* **Excerpts from a dataset**:
————————

impl FdLl {
    /// 构造句柄下层。
    ///
    /// # 契约说明（What）
    /// - `fd` 为 `Some` 时初态即 open（服务端接入），监视注册立即完成；
    ///   为 `None` 时初态 closed，等待 `open` 驱动 [`FdDriver::sub_open`]。
    pub fn alloc(
        os: Arc<dyn OsFuncs>,
        driver: Arc<dyn FdDriver>,
        fd: Option<SysFd>,
        config: FdLlConfig,
    ) -> Result<Arc<FdLl>> {
        let state = if fd.is_some() {
            FdState::Open
        } else {
            FdState::Closed
        };
        let ll = Arc::new(FdLl {
            os: Arc::clone(&os),
            driver,
            close_timer: Mutex::new(None),
            runner: Mutex::new(None),
            watch: Mutex::new(None),
            inner: Mutex::new(FdInner {
                state,
                fd,
                fd_id: None,
                write_only: config.write_only,
                read_enabled: false,
                write_enabled: false,
                handler: None,
                read_buf: ReadBuf::new(if config.write_only {
                    0
                } else {
                    config.max_read_size
                }),
                aux: AuxTags::empty(),
                in_read: false,
                deferred_pending: false,
                deferred_read: false,
                deferred_close: false,
                open_done: None,
                open_err: None,
                close_done: None,
            }),
        });

        let tick = Arc::new(FdCloseTick { ll: WeakCell::new() });
        tick.ll.bind(&ll);
        let timer = os.alloc_timer(tick)?;
        *ll.close_timer.lock() = Some(timer);

        let deferred = Arc::new(FdDeferred { ll: WeakCell::new() });
        deferred.ll.bind(&ll);
        let runner = os.alloc_runner(deferred)?;
        *ll.runner.lock() = Some(runner);

        let watch = Arc::new(FdWatch { ll: WeakCell::new() });
        watch.ll.bind(&ll);
        *ll.watch.lock() = Some(watch);

        if fd.is_some() {
            let mut st = ll.inner.lock();
            let target = st.fd.expect("fd checked above");
            ll.register_locked(&mut st, target)?;
        }
        Ok(ll)
    }

    /// 供覆写 `read_ready` 的驱动复用标准读投递路径，自带读缓冲与重投逻辑。
    pub fn handle_incoming_with(
        &self,
        aux: AuxTags,
        read: impl FnOnce(&mut [u8]) -> Result<usize>,
    ) {
        self.handle_incoming(aux, read);
    }

    fn runner(&self) -> Arc<dyn DeferredRunner> {
        self.runner
            .lock()
            .clone()
            .expect("runner is bound during alloc")
    }

    fn close_timer(&self) -> Arc<dyn Timer> {
        self.close_timer
            .lock()
            .clone()
            .expect("close timer is bound during alloc")
    }

    fn watch(&self) -> Arc<FdWatch> {
        self.watch
            .lock()
            .clone()
            .expect("watch handlers are bound during alloc")
    }

    fn handler(&self) -> Option<Arc<dyn LlHandler>> {
        self.inner.lock().handler.clone()
    }

    fn register_locked(&self, st: &mut FdInner, fd: SysFd) -> Result<()> {
        let id = self.os.register_fd(fd, self.watch())?;
        st.fd_id = Some(id);
        Ok(())
    }

    fn sched_deferred_locked(&self, st: &mut FdInner) {
        if !st.deferred_pending {
            st.deferred_pending = true;
            let _ = self.runner().schedule();
        }
    }

    /// 读投递循环：消费任意前缀，零消费经延迟执行器重投。
    ///
    /// 调用期间不持内部锁，由 `in_read` 标志保证互斥。
    fn deliver_read_data(&self, err: Option<CoreError>, buf: &mut ReadBuf, aux: &AuxTags) {
        let Some(handler) = self.handler() else {
            buf.clear();
            return;
        };
        loop {
            let count = handler.read(err.clone(), buf.unread(), aux);
            if err.is_some() || count >= buf.len() {
                buf.clear();
                return;
            }
            buf.consume(count);
            if buf.is_empty() {
                return;
            }
            let mut st = self.inner.lock();
            if !st.read_enabled {
                return;
            }
            if count == 0 {
                // 零消费且读仍使能：这是上方的背压信号。改走延迟执行器
                // 重投，而不是原地重试。
                st.deferred_read = true;
                self.sched_deferred_locked(&mut st);
                drop(st);
                self.os.logger().debug(
                    LOG_TARGET,
                    "consumer took zero bytes, re-offering via deferred runner",
                    &[],
                );
                return;
            }
        }
    }

    fn handle_incoming(&self, aux: AuxTags, read: impl FnOnce(&mut [u8]) -> Result<usize>) {
        let mut st = self.inner.lock();
        if let Some(id) = st.fd_id {
            self.os.set_read_enabled(id, false);
            self.os.set_except_enabled(id, false);
        }
        if st.in_read || st.fd.is_none() {
            return;
        }
        st.in_read = true;
        let mut buf = mem::replace(&mut st.read_buf, ReadBuf::new(0));
        st.aux = aux.clone();
        drop(st);

        let mut err = None;
        if buf.is_empty()
            && let Err(read_err) = buf.fill(read)
        {
            err = Some(read_err);
        }
        if err.is_some() || !buf.is_empty() {
            self.deliver_read_data(err, &mut buf, &aux);
        }

        let mut st = self.inner.lock();
        st.read_buf = buf;
        st.in_read = false;
        if st.state == FdState::Open
            && st.read_enabled
            && !st.deferred_read
            && let Some(id) = st.fd_id
        {
            self.os.set_read_enabled(id, true);
            self.os.set_except_enabled(id, true);
        }
    }

    fn on_read_ready(&self) {
        if self.driver.read_ready() {
            return;
        }
        let fd = {
            let st = self.inner.lock();
            match st.fd {
                Some(fd) => fd,
                None => return,
            }
        };
        let driver = Arc::clone(&self.driver);
        let os = Arc::clone(&self.os);
        self.handle_incoming(AuxTags::empty(), move |buf| driver.read(os.as_ref(), fd, buf));
    }

    fn on_write_ready(&self) {
        let st = self.inner.lock();
        let Some(id) = st.fd_id else {
            return;
        };
        self.os.set_write_enabled(id, false);

        if st.state == FdState::InOpen {
            let fd = st.fd.expect("in-open state always has a handle");
            drop(st);
            match self.driver.check_open(fd) {
                Ok(()) => self.finish_open(Ok(())),
                Err(err) => match self.driver.retry_open() {
                    None => self.finish_open(Err(err)),
                    Some(retry) => self.swap_handle_and_retry(retry),
                },
            }
        } else {
            drop(st);
            if self.driver.write_ready() {
                return;
            }
            if let Some(handler) = self.handler() {
                handler.write_ready();
            }
            let st = self.inner.lock();
            if st.state == FdState::Open
                && st.write_enabled
                && let Some(id) = st.fd_id
            {
                self.os.set_write_enabled(id, true);
            }
        }
    }

    /// 连接失败后的换句柄重试：旧句柄静默清除并关闭，新句柄重新注册。
    fn swap_handle_and_retry(&self, retry: Result<SubOpen>) {
        let mut st = self.inner.lock();
        if let Some(old_id) = st.fd_id.take() {
            self.os.clear_fd(old_id, false);
        }
        if let Some(old_fd) = st.fd.take() {
            self.os.fd_close(old_fd);
        }
        match retry {
            Ok(SubOpen::InProgress(fd)) => {
                st.fd = Some(fd);
                match self.register_locked(&mut st, fd) {
                    Ok(()) => {
                        let id = st.fd_id.expect("registered above");
                        self.os.set_write_enabled(id, true);
                        self.os.set_except_enabled(id, true);
                    }
                    Err(err) => {
                        drop(st);
                        self.finish_open(Err(err));
                    }
                }
            }
            Ok(SubOpen::Open(fd)) => {
                st.fd = Some(fd);
                match self.register_locked(&mut st, fd) {
                    Ok(()) => {
                        drop(st);
                        self.finish_open(Ok(()));
                    }
                    Err(err) => {
                        drop(st);
                        self.finish_open(Err(err));
                    }
                }
            }
            Err(err) => {
                drop(st);
                self.finish_open(Err(err));
            }
        }
    }

    fn on_except_ready(&self) {
        let st = self.inner.lock();
        // connect() 失败在部分平台以异常集上报，打开期间按写就绪同路径处理。
        if st.state == FdState::InOpen {
            drop(st);
            self.on_write_ready_from_except();
        } else {
            drop(st);
            let _ = self.driver.except_ready();
        }
    }

    fn on_write_ready_from_except(&self) {
        self.on_write_ready();
    }

    fn finish_open(&self, result: Result<()>) {
        let mut st = self.inner.lock();
        if let Some(id) = st.fd_id {
            self.os.set_except_enabled(id, false);
        }
        match result {
            Err(err) => {
                if st.fd.is_none() {
                    st.state = FdState::Closed;
                    let done = st.open_done.take();
                    drop(st);
                    if let Some(done) = done {
                        done(Err(err));
                    }
                    return;
                }
                st.open_err = Some(err);
                self.start_close_locked(&mut st);
            }
            Ok(()) => {
                st.state = FdState::Open;
                let done = st.open_done.take();
                drop(st);
                if let Some(done) = done {
                    done(Ok(()));
                }
                let st = self.inner.lock();
                if st.state == FdState::Open
                    && let Some(id) = st.fd_id
                {
                    if st.read_enabled {
                        self.os.set_read_enabled(id, true);
                        self.os.set_except_enabled(id, true);
                    }
                    if st.write_enabled {
                        self.os.set_write_enabled(id, true);
                    }
                }
            }
        }
    }

    fn start_close_locked(&self, st: &mut FdInner) {
        // Start 阶段的返回值不驱动定时器，真正的轮询在 cleared 之后。
        let _ = self.driver.check_close(ClosePhase::Start);
        st.state = FdState::InClose;
        if let Some(id) = st.fd_id {
            self.os.clear_fd(id, true);
        }
    }

    fn on_cleared(&self) {
        self.close_check_tick();
    }

    fn close_check_tick(&self) {
        match self.driver.check_close(ClosePhase::Done) {
            CloseCheck::RetryAfter(delay) => {
                let _ = self.close_timer().start(delay);
            }
            CloseCheck::Done => self.finish_cleared(),
        }
    }

    /// 监视清除已确认：关闭句柄恰好一次，补发失败打开的通知，再收尾关闭。
    fn finish_cleared(&self) {
        let mut st = self.inner.lock();
        st.fd_id = None;
        if let Some(fd) = st.fd.take() {
            self.os.fd_close(fd);
        }
        if let Some(done) = st.open_done.take() {
            // 打开失败会从这里收尾。
            let err = st
                .open_err
                .take()
                .unwrap_or_else(|| CoreError::new(codes::TRANSPORT_IO, "open aborted"));
            st.state = FdState::Closed;
            drop(st);
            done(Err(err));
            st = self.inner.lock();
        }
        if st.deferred_pending {
            // 延迟执行器还有一班在途，把关闭通知交接给它。
            st.deferred_close = true;
        } else {
            drop(st);
            self.finish_close();
            return;
        }
    }

    fn finish_close(&self) {
        let mut st = self.inner.lock();
        st.state = FdState::Closed;
        st.read_buf.clear();
        let done = st.close_done.take();
        drop(st);
        if let Some(done) = done {
            done();
        }
    }

    fn deferred_op(&self) {
        let mut st = self.inner.lock();
        if st.deferred_close {
            st.deferred_close = false;
            drop(st);
            self.finish_close();
            st = self.inner.lock();
        }

        if st.deferred_read {
            st.deferred_read = false;
            st.in_read = true;
            let mut buf = mem::replace(&mut st.read_buf, ReadBuf::new(0));
            let aux = st.aux.clone();
            drop(st);
            self.deliver_read_data(None, &mut buf, &aux);
            st = self.inner.lock();
            st.read_buf = buf;
            st.in_read = false;
        }

        st.deferred_pending = false;
        if st.state == FdState::Open
            && let Some(id) = st.fd_id
        {
            let read_on = st.read_enabled && !st.deferred_read;
            self.os.set_read_enabled(id, read_on);
            self.os.set_except_enabled(id, read_on);
            self.os.set_write_enabled(id, st.write_enabled);
        }
        if st.deferred_read || st.deferred_close {
            // 投递期间又积累了新的延迟工作，追加一班。
            self.sched_deferred_locked(&mut st);
        }
    }
}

————————

* **Your task**: From the line that has "st.fd_id = None;" through the line that has "self.deliver_read_data(None, &mut buf, &aux);", copy every line exactly as it appears above, and leave out all others.

* **Result of the task**:
        st.fd_id = None;
        if let Some(fd) = st.fd.take() {
            self.os.fd_close(fd);
        }
        if let Some(done) = st.open_done.take() {
            // 打开失败会从这里收尾。
            let err = st
                .open_err
                .take()
                .unwrap_or_else(|| CoreError::new(codes::TRANSPORT_IO, "open aborted"));
            st.state = FdState::Closed;
            drop(st);
            done(Err(err));
            st = self.inner.lock();
        }
        if st.deferred_pending {
            // 延迟执行器还有一班在途，把关闭通知交接给它。
            st.deferred_close = true;
        } else {
            drop(st);
            self.finish_close();
            return;
        }
    }

    fn finish_close(&self) {
        let mut st = self.inner.lock();
        st.state = FdState::Closed;
        st.read_buf.clear();
        let done = st.close_done.take();
        drop(st);
        if let Some(done) = done {
            done();
        }
    }

    fn deferred_op(&self) {
        let mut st = self.inner.lock();
        if st.deferred_close {
            st.deferred_close = false;
            drop(st);
            self.finish_close();
            st = self.inner.lock();
        }

        if st.deferred_read {
            st.deferred_read = false;
            st.in_read = true;
            let mut buf = mem::replace(&mut st.read_buf, ReadBuf::new(0));
            let aux = st.aux.clone();
            drop(st);
            self.deliver_read_data(None, &mut buf, &aux);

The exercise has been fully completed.